Washington University ended racial segregation in its undergraduate divisions in 1952, making it the last of the city's major colleges and universities to give full admittance to African Americans. During the mid- and late 1940s, the university was the target of critical editorials in the local African American press, letter-writing campaigns by churches and the local Urban League, and legal briefs by the NAACP intended to strip its tax-exempt status. In spring 1949, a Washington University student group, the Student Committee for the Admission of Negroes (SCAN), began campaigning for full racial integration. The administration continued to hold that full desegregation "would place the University outside of the community," as Vice-Chancellor Leslie Buchan claimed in 1951, and could spark "incidents on campus." However, under mounting internal and external pressure, the board of trustees in May 1952 passed a resolution desegregating the school's undergraduate divisions.

==Recent history==
The campus was the venue for four Presidential debates, and one vice presidential debate: the first 1992 Presidential debate on October 11, 1992, the third 2000 Presidential debate on October 17, 2000, the second 2004 presidential election on October 8, 2004, the 2008 Vice-Presidential debate on October 2, and the second 2016 Presidential debate on October 9, 2016. The university was also scheduled to host a debate in 1996, but that debate was cancelled when the candidates chose not to participate.

In 2002, Washington University co-founded the Cortex Innovation Community in St. Louis's Midtown neighborhood. Cortex is the largest innovation hub in the midwest, home to offices of Square, Microsoft, Aon, Boeing, and Centene. The innovation hub has generated more than 3,800 tech jobs in 14 years.

In the summer of 2002, Brookings Hall Room 300 was transformed into the Mission Control center for Steve Fossett's sixth and ultimately successful attempt to circumnavigate the planet in a balloon—the Spirit of Freedom.

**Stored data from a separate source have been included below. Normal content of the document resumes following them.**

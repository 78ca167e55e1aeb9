//! One GeoJSON FeatureCollection file per calendar day.
//!
//! Files are named `<YYYY-MM-DD>.geojson` and are written to a hidden temp
//! file first, then renamed into place so readers never see a partial file.

use anyhow::{Context, Result};
use chrono::NaiveDate;
use std::fs::{self, File};
use std::io::{BufReader, BufWriter, ErrorKind, Write};
use std::path::{Path, PathBuf};
use tracing::debug;

use crate::geojson::FeatureCollection;

pub const FILE_EXTENSION: &str = "geojson";
pub const DATE_FORMAT: &str = "%Y-%m-%d";

#[derive(Debug, Clone)]
pub struct DailyStore {
    dir: PathBuf,
}

impl DailyStore {
    pub fn new<P: Into<PathBuf>>(dir: P) -> Self {
        Self { dir: dir.into() }
    }

    pub fn dir(&self) -> &Path {
        &self.dir
    }

    pub fn file_name_for(date: NaiveDate) -> String {
        format!("{}.{}", date.format(DATE_FORMAT), FILE_EXTENSION)
    }

    pub fn path_for(&self, date: NaiveDate) -> PathBuf {
        self.dir.join(Self::file_name_for(date))
    }

    /// Write (or overwrite) the file for `date`
    pub fn write_day(&self, date: NaiveDate, collection: &FeatureCollection) -> Result<PathBuf> {
        self.write_file(&Self::file_name_for(date), collection)
    }

    /// Write a collection under an explicit file name inside the store directory
    pub fn write_file(&self, file_name: &str, collection: &FeatureCollection) -> Result<PathBuf> {
        fs::create_dir_all(&self.dir)
            .with_context(|| format!("Failed to create directory: {}", self.dir.display()))?;

        let final_path = self.dir.join(file_name);
        let temp_path = self.dir.join(format!(".{}.tmp", file_name));

        {
            let file = File::create(&temp_path)
                .with_context(|| format!("Failed to create file: {}", temp_path.display()))?;
            let mut writer = BufWriter::new(file);
            serde_json::to_writer_pretty(&mut writer, collection)
                .with_context(|| format!("Failed to write {}", temp_path.display()))?;
            writer
                .flush()
                .with_context(|| format!("Failed to flush {}", temp_path.display()))?;
        }

        // Rename temp file to final file (atomic on same filesystem)
        fs::rename(&temp_path, &final_path).with_context(|| {
            format!(
                "Failed to rename {} to {}",
                temp_path.display(),
                final_path.display()
            )
        })?;

        debug!(
            "Wrote {} features to {}",
            collection.len(),
            final_path.display()
        );
        Ok(final_path)
    }

    /// Read the file for `date`. A missing file is `Ok(None)`.
    pub fn load_day(&self, date: NaiveDate) -> Result<Option<FeatureCollection>> {
        let path = self.path_for(date);
        let file = match File::open(&path) {
            Ok(file) => file,
            Err(e) if e.kind() == ErrorKind::NotFound => return Ok(None),
            Err(e) => {
                return Err(e).with_context(|| format!("Failed to open {}", path.display()));
            }
        };

        let collection: FeatureCollection = serde_json::from_reader(BufReader::new(file))
            .with_context(|| format!("Failed to parse {}", path.display()))?;
        Ok(Some(collection))
    }

    /// Dates that currently have a file, ascending
    pub fn days(&self) -> Result<Vec<NaiveDate>> {
        let entries = match fs::read_dir(&self.dir) {
            Ok(entries) => entries,
            Err(e) if e.kind() == ErrorKind::NotFound => return Ok(Vec::new()),
            Err(e) => {
                return Err(e)
                    .with_context(|| format!("Failed to list {}", self.dir.display()));
            }
        };

        let mut days = Vec::new();
        for entry in entries {
            let path = entry?.path();
            if path.extension().and_then(|e| e.to_str()) != Some(FILE_EXTENSION) {
                continue;
            }
            if let Some(stem) = path.file_stem().and_then(|s| s.to_str())
                && let Ok(date) = NaiveDate::parse_from_str(stem, DATE_FORMAT)
            {
                days.push(date);
            }
        }
        days.sort();
        Ok(days)
    }
}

At the start of the fall 2006 semester, the St. Louis Metro opened the Cross–County extension of its light rail MetroLink system. Three of the nine new stations directly serve the University (Skinker, University City-Big Bend, and Forsyth). On July 1, 2006, the university began offering free Metro passes—the U Pass—to all full-time students, faculty, and staff.

In 2019, Washington University unveiled a $360 million campus transformation project known as the "East End Transformation". The transformation project, built on the original 1895 campus plan by Olmsted, Olmsted & Eliot, encompassed 18 acres of the Danforth Campus, adding five new buildings, expanding the university's Mildred Lane Kemper Art Museum, relocating hundreds of surface parking spaces underground, and creating an expansive new park.